DEPOSITS IN CNS OCCURING WITH PROTRACTED COURSE (TYPE LUNDBORG) OF MYOCONUS BODIES DISEASE

Neuropathological findings of a case of a protracted course of myoclonus epilepsy, first described by Lundborg, are discussed. The findings of myoclonus bodies in a typical pattern, most of them lying in the subst. nigra, allows the diagnosis of myoclonus body disease. Most of myoclonus bodies were free in the neuropil, outside of the pericaryon of the nerve cells. The essential findings of this case are the homogenous deposits being present mainly in the neuropil of the gray matter. Cytoarchitectonic circumstances may be determinant factors of their distribution, for instance, layer IV c of area striata is favored. The multiform homogenous deposits give, different to myoclonic bodies, a reaction only with PAS and probably contain no acid groups.
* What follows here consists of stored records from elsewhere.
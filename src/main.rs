//! Av1an scene lists from Dolby Vision scene cuts.
//!
//! Reads the scene cuts stored in a Dolby Vision RPU (extracting the RPU
//! from the video first if asked to) and writes an Av1an scenes file.
//! Long scenes are split at near-regular intervals.

use anyhow::{bail, Context, Result};
use clap::{ArgGroup, Parser};
use dovi_scenes::{
    build_scene_document,
    options::{default_rpu_path, parse_max_scene_len, scenes_output_path},
    source::{DoviScenes, FixedFrameCount, FrameCountMethod, SceneFile},
    tools, CutSource, FrameCounter, SceneOptions,
};
use std::path::PathBuf;
use tracing::{info, level_filters::LevelFilter};
use tracing_subscriber::EnvFilter;

#[derive(Parser, Debug)]
#[command(name = "dovi-scenes")]
#[command(about = "Av1an scene lists from Dolby Vision scene cuts")]
#[command(version)]
#[command(group(ArgGroup::new("source").required(true).args(["video", "rpu"])))]
struct Args {
    /// Dolby Vision video file (the RPU is read from <VIDEO>.rpu)
    #[arg(short, long)]
    video: Option<PathBuf>,

    /// Dolby Vision RPU file
    #[arg(short, long)]
    rpu: Option<PathBuf>,

    /// Extract the RPU from the video first
    #[arg(long, requires = "video")]
    extract_rpu: bool,

    /// Plot the dynamic tone mapping metadata to <RPU>.png
    #[arg(long)]
    plot: bool,

    /// Export all metadata to <RPU>.json
    #[arg(long)]
    export_all: bool,

    /// Existing scene cut list (one frame number per line) to use instead of
    /// exporting it from the RPU
    #[arg(short, long)]
    scenes: Option<PathBuf>,

    /// Total number of frames in the video
    #[arg(long)]
    total_frames: Option<usize>,

    /// How to count frames when --total-frames is not given
    #[arg(long, value_enum, default_value_t)]
    frame_count: FrameCountMethod,

    /// Maximum scene length in frames (0 or empty: no limit)
    #[arg(short, long, value_parser = parse_max_scene_len, default_value = "0")]
    max_scene_length: usize,

    /// Maximum scene length in seconds
    #[arg(long, requires_all = ["fps_num", "fps_den"])]
    max_scene_secs: Option<u32>,

    /// FPS numerator
    #[arg(long, requires = "fps_den")]
    fps_num: Option<u32>,

    /// FPS denominator
    #[arg(long, requires = "fps_num")]
    fps_den: Option<u32>,

    /// Output scenes file (default: <RPU>-av1an-scenes[-max<N>].json)
    #[arg(short, long)]
    output: Option<PathBuf>,

    /// Show progress output
    #[arg(long, default_value_t = false)]
    progress: bool,
}

fn init_logging(progress: bool) {
    let default_level = if progress {
        LevelFilter::INFO
    } else {
        LevelFilter::WARN
    };
    let filter = EnvFilter::builder()
        .with_default_directive(default_level.into())
        .from_env_lossy();

    tracing_subscriber::fmt()
        .with_env_filter(filter)
        .with_writer(std::io::stderr)
        .with_target(false)
        .init();
}

fn main() -> Result<()> {
    let args = Args::parse();
    init_logging(args.progress);

    let opts = SceneOptions {
        max_scene_len: args.max_scene_length,
        max_scene_secs: args.max_scene_secs,
        fps: args.fps_num.zip(args.fps_den),
    };
    let max_scene_len = opts.effective_max_scene_len()?;

    let rpu = match (&args.rpu, &args.video) {
        (Some(rpu), _) => rpu.clone(),
        (None, Some(video)) => default_rpu_path(video),
        (None, None) => bail!("either --video or --rpu is required"),
    };

    if let Some(video) = &args.video {
        if args.extract_rpu {
            let compat = tools::extract_rpu(video, &rpu)
                .with_context(|| format!("Failed to extract RPU from {:?}", video))?;
            info!("RPU written to {:?} (compatible copy {:?})", rpu, compat);
        } else {
            info!("skipping RPU extraction, using {:?}", rpu);
        }
    }

    if args.plot {
        let png = tools::plot_rpu(&rpu).context("Failed to plot tone mapping metadata")?;
        info!("plot written to {:?}", png);
    }

    if args.export_all {
        let json = tools::export_all(&rpu).context("Failed to export RPU metadata")?;
        info!("metadata exported to {:?}", json);
    }

    let counter: Box<dyn FrameCounter> = match args.total_frames {
        Some(frames) => Box::new(FixedFrameCount(frames)),
        None => args.frame_count.counter(&rpu, args.video.as_deref())?,
    };
    let cuts: Box<dyn CutSource> = match &args.scenes {
        Some(path) => Box::new(SceneFile(path.clone())),
        None => Box::new(DoviScenes(rpu.clone())),
    };

    if max_scene_len > 0 {
        info!("building scene list (max {} frames/scene)", max_scene_len);
    } else {
        info!("building scene list (no scene length limit)");
    }
    let doc = build_scene_document(cuts.as_ref(), counter.as_ref(), max_scene_len)
        .context("Failed to build scene list")?;

    let output = args
        .output
        .unwrap_or_else(|| scenes_output_path(&rpu, max_scene_len));
    doc.write_json(&output)
        .with_context(|| format!("Failed to write scenes file {:?}", output))?;

    info!(
        "wrote {} scenes ({} frames) to {:?}",
        doc.scenes.len(),
        doc.frames,
        output
    );

    Ok(())
}
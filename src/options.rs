use std::path::{Path, PathBuf};

use crate::{append_to_path, SceneError};

/// Parse a maximum scene length in frames. Empty means no limit (0).
pub fn parse_max_scene_len(value: &str) -> Result<usize, SceneError> {
    let value = value.trim();
    if value.is_empty() {
        return Ok(0);
    }
    value.parse::<usize>().map_err(|_| {
        SceneError::Configuration(format!(
            "max scene length must be a non-negative number of frames, got \"{value}\""
        ))
    })
}

#[derive(Debug, Clone, Copy, Default, PartialEq, Eq)]
pub struct SceneOptions {
    /// Maximum scene length in frames, 0 for no limit
    pub max_scene_len: usize,
    pub max_scene_secs: Option<u32>,
    /// Frame rate as numerator and denominator
    pub fps: Option<(u32, u32)>,
}

impl SceneOptions {
    /// Maximum scene length in frames: the frame limit or the seconds limit,
    /// whichever is smaller. 0 means no limit.
    pub fn effective_max_scene_len(&self) -> Result<usize, SceneError> {
        let secs_limit = match (self.max_scene_secs, self.fps) {
            (Some(_), None) => {
                return Err(SceneError::Configuration(
                    "a maximum scene length in seconds needs --fps-num and --fps-den".to_owned(),
                ))
            }
            (Some(_), Some((_, 0))) => {
                return Err(SceneError::Configuration(
                    "fps denominator must not be zero".to_owned(),
                ))
            }
            (Some(0), _) | (Some(_), Some((0, _))) => {
                return Err(SceneError::Configuration(
                    "a maximum scene length in seconds must be at least one frame long".to_owned(),
                ))
            }
            (Some(secs), Some((num, den))) => {
                let fps = num as f64 / den as f64;
                Some((fps * secs as f64).ceil() as usize)
            }
            (None, _) => None,
        };

        Ok(match secs_limit {
            Some(limit) if self.max_scene_len == 0 => limit,
            Some(limit) => limit.min(self.max_scene_len),
            None => self.max_scene_len,
        })
    }
}

/// RPU path used for a video when none is given: `<video>.rpu`.
pub fn default_rpu_path(video: &Path) -> PathBuf {
    append_to_path(video, ".rpu")
}

/// `<rpu>-av1an-scenes.json`, or `<rpu>-av1an-scenes-max<N>.json` with a limit.
pub fn scenes_output_path(rpu: &Path, max_scene_len: usize) -> PathBuf {
    if max_scene_len > 0 {
        append_to_path(rpu, &format!("-av1an-scenes-max{max_scene_len}.json"))
    } else {
        append_to_path(rpu, "-av1an-scenes.json")
    }
}
//! Invocation of the external tools: `dovi_tool`, `ffmpeg` and `ffprobe`.

use std::{
    ffi::OsString,
    io::{self, ErrorKind, Read, Write},
    path::{Path, PathBuf},
    process::{Child, Command, ExitStatus, Stdio},
};

use tracing::{debug, info};

use crate::{append_to_path, SceneError};

pub const DOVI_TOOL: &str = "dovi_tool";
pub const FFMPEG: &str = "ffmpeg";
pub const FFPROBE: &str = "ffprobe";

pub fn require_tool(name: &str) -> Result<PathBuf, SceneError> {
    which::which(name).map_err(|_| SceneError::ToolNotFound(name.to_owned()))
}

fn check_status(tool: &str, status: ExitStatus) -> Result<(), SceneError> {
    if status.success() {
        Ok(())
    } else {
        Err(SceneError::Tool {
            tool: tool.to_owned(),
            status,
        })
    }
}

fn run(tool: &str, cmd: &mut Command) -> Result<(), SceneError> {
    debug!(?cmd, "running {tool}");
    let status = cmd.status().map_err(|source| SceneError::Spawn {
        tool: tool.to_owned(),
        source,
    })?;
    check_status(tool, status)
}

fn spawn(tool: &str, cmd: &mut Command) -> Result<Child, SceneError> {
    debug!(?cmd, "spawning {tool}");
    cmd.spawn().map_err(|source| SceneError::Spawn {
        tool: tool.to_owned(),
        source,
    })
}

/// Kill and reap a child that is no longer needed.
fn reap(child: &mut Child) {
    let _ = child.kill();
    let _ = child.wait();
}

fn wait(tool: &str, child: &mut Child) -> Result<(), SceneError> {
    let status = child.wait().map_err(|source| SceneError::Spawn {
        tool: tool.to_owned(),
        source,
    })?;
    check_status(tool, status)
}

/// `-d` argument of `dovi_tool export`, e.g. `level5=<path>`.
fn export_arg(kind: &str, path: &Path) -> OsString {
    let mut arg = OsString::from(kind);
    arg.push("=");
    arg.push(path);
    arg
}

/// Copy `source` into both writers until EOF.
fn tee(source: &mut impl Read, first: &mut impl Write, second: &mut impl Write) -> io::Result<u64> {
    let mut buf = vec![0u8; 1 << 20];
    let mut copied = 0;
    loop {
        let n = match source.read(&mut buf) {
            Ok(0) => return Ok(copied),
            Ok(n) => n,
            Err(e) if e.kind() == ErrorKind::Interrupted => continue,
            Err(e) => return Err(e),
        };
        first.write_all(&buf[..n])?;
        second.write_all(&buf[..n])?;
        copied += n as u64;
    }
}

/// Extract the RPU of a Dolby Vision HEVC video.
///
/// The video stream is remuxed to Annex B by `ffmpeg` and fed to two
/// `dovi_tool` processes: one writes `rpu` untouched, the other writes a
/// profile 8.1 compatible copy next to the video (`<video>_compat.rpu`).
/// Returns the path of the compatible copy.
pub fn extract_rpu(video: &Path, rpu: &Path) -> Result<PathBuf, SceneError> {
    require_tool(FFMPEG)?;
    require_tool(DOVI_TOOL)?;

    let compat = append_to_path(video, "_compat.rpu");
    info!("extracting RPU from {}", video.display());

    let mut ffmpeg = spawn(
        FFMPEG,
        Command::new(FFMPEG)
            .arg("-hide_banner")
            .arg("-i")
            .arg(video)
            .args(["-c:v", "copy", "-bsf:v", "hevc_mp4toannexb", "-f", "hevc", "-"])
            .stdin(Stdio::null())
            .stdout(Stdio::piped()),
    )?;
    let mut compat_tool = spawn(
        DOVI_TOOL,
        Command::new(DOVI_TOOL)
            .args(["-m", "2", "-c", "extract-rpu", "-o"])
            .arg(&compat)
            .arg("-")
            .stdin(Stdio::piped()),
    )
    .inspect_err(|_| reap(&mut ffmpeg))?;
    let mut rpu_tool = spawn(
        DOVI_TOOL,
        Command::new(DOVI_TOOL)
            .args(["extract-rpu", "-o"])
            .arg(rpu)
            .arg("-")
            .stdin(Stdio::piped()),
    )
    .inspect_err(|_| {
        reap(&mut ffmpeg);
        reap(&mut compat_tool);
    })?;

    let copied = match (
        ffmpeg.stdout.take(),
        compat_tool.stdin.take(),
        rpu_tool.stdin.take(),
    ) {
        (Some(mut stream), Some(mut compat_in), Some(mut rpu_in)) => {
            tee(&mut stream, &mut compat_in, &mut rpu_in)
        }
        _ => Err(io::Error::other("child process pipes were not captured")),
    };
    // stdin handles are dropped above, so both dovi_tool processes see EOF

    wait(FFMPEG, &mut ffmpeg)?;
    wait(DOVI_TOOL, &mut compat_tool)?;
    wait(DOVI_TOOL, &mut rpu_tool)?;
    let copied = copied.map_err(|source| SceneError::Spawn {
        tool: DOVI_TOOL.to_owned(),
        source,
    })?;

    debug!(bytes = copied, "video stream passed to dovi_tool");
    Ok(compat)
}

/// Plot the dynamic tone mapping metadata to `<rpu>.png`.
pub fn plot_rpu(rpu: &Path) -> Result<PathBuf, SceneError> {
    require_tool(DOVI_TOOL)?;
    let png = append_to_path(rpu, ".png");
    run(
        DOVI_TOOL,
        Command::new(DOVI_TOOL).arg("plot").arg("-o").arg(&png).arg(rpu),
    )?;
    Ok(png)
}

fn export(rpu: &Path, kind: &str, suffix: &str) -> Result<PathBuf, SceneError> {
    require_tool(DOVI_TOOL)?;
    let out = append_to_path(rpu, suffix);
    run(
        DOVI_TOOL,
        Command::new(DOVI_TOOL)
            .arg("export")
            .arg("-d")
            .arg(export_arg(kind, &out))
            .arg(rpu),
    )?;
    Ok(out)
}

/// Export all metadata to `<rpu>.json`.
pub fn export_all(rpu: &Path) -> Result<PathBuf, SceneError> {
    export(rpu, "all", ".json")
}

/// Export the level 5 metadata to `<rpu>-level5.json`.
pub fn export_level5(rpu: &Path) -> Result<PathBuf, SceneError> {
    export(rpu, "level5", "-level5.json")
}

/// Export the scene cut list to `<rpu>-scenes.txt`.
pub fn export_scenes(rpu: &Path) -> Result<PathBuf, SceneError> {
    export(rpu, "scenes", "-scenes.txt")
}

/// Count the packets of the first video stream.
pub fn ffprobe_frame_count(video: &Path) -> Result<usize, SceneError> {
    require_tool(FFPROBE)?;

    let mut cmd = Command::new(FFPROBE);
    cmd.args(["-v", "error", "-select_streams", "v:0", "-count_packets"])
        .args(["-show_entries", "stream=nb_read_packets", "-of", "csv=p=0"])
        .arg(video);
    debug!(?cmd, "running {FFPROBE}");

    let output = cmd.output().map_err(|source| SceneError::Spawn {
        tool: FFPROBE.to_owned(),
        source,
    })?;
    check_status(FFPROBE, output.status)?;

    let stdout = String::from_utf8_lossy(&output.stdout);
    let value = stdout.trim().trim_end_matches(',');
    value.parse::<usize>().map_err(|_| {
        SceneError::InvalidInput(format!("ffprobe reported \"{value}\" instead of a frame count"))
    })
}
In infared spectrogramm only the hydroxyl groups are largely increased, whereas the rate of sulfate and phosphate groups are within normal. Finally the etiology of the homogenous polysaccharid-like deposits is discussed. The type Lundborg of myoclonic epilepsy is characterised by masses of homogenous deposits and proportional rare findings of myoclonic bodies. © 1969 Springer-Verlag.